Prompt =>
Review the material and extract every line in which the word "exists" occurs.

Supplied records =>

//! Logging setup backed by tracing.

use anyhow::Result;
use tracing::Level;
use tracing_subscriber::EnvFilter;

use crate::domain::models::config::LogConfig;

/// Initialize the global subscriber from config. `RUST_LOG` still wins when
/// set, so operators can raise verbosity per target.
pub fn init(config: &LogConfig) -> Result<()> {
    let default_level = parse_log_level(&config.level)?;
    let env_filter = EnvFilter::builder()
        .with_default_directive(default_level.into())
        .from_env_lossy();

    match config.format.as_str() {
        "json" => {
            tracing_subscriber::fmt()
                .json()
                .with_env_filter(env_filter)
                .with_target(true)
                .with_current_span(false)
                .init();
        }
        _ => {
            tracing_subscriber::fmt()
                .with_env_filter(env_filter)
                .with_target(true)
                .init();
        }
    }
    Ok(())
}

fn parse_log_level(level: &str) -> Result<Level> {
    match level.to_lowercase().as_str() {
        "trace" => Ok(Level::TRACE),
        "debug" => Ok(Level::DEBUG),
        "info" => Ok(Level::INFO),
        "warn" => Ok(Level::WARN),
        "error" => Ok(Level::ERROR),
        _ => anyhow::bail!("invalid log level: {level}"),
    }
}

--

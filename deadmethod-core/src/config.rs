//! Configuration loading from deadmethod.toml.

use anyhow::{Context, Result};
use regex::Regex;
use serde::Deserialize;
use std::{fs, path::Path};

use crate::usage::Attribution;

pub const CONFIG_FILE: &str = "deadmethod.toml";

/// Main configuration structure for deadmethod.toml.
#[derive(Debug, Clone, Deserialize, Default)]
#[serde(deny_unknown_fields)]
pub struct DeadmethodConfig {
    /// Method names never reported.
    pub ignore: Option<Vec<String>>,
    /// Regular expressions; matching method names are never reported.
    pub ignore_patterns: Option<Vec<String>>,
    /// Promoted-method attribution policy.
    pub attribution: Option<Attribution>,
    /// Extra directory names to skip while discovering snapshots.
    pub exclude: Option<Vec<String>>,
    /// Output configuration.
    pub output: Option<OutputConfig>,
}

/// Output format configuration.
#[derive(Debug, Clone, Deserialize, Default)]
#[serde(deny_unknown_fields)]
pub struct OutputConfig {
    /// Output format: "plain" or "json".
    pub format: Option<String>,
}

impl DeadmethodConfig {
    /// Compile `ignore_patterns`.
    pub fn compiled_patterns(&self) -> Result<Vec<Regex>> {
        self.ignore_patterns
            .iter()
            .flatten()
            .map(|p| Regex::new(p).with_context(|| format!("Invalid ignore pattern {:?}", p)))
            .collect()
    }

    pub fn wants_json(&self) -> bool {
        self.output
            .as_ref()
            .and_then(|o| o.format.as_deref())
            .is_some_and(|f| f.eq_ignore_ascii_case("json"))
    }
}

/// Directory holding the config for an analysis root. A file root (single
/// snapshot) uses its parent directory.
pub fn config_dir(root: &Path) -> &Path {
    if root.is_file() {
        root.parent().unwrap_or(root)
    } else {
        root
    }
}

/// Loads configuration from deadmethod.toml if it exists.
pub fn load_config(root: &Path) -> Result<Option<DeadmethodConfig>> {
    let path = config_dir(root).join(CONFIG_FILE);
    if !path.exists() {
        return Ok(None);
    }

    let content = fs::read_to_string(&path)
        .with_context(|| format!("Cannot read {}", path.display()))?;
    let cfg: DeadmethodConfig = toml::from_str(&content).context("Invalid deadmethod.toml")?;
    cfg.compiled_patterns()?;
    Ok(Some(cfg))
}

Expected answer =>
/// Loads configuration from deadmethod.toml if it exists.
    if !path.exists() {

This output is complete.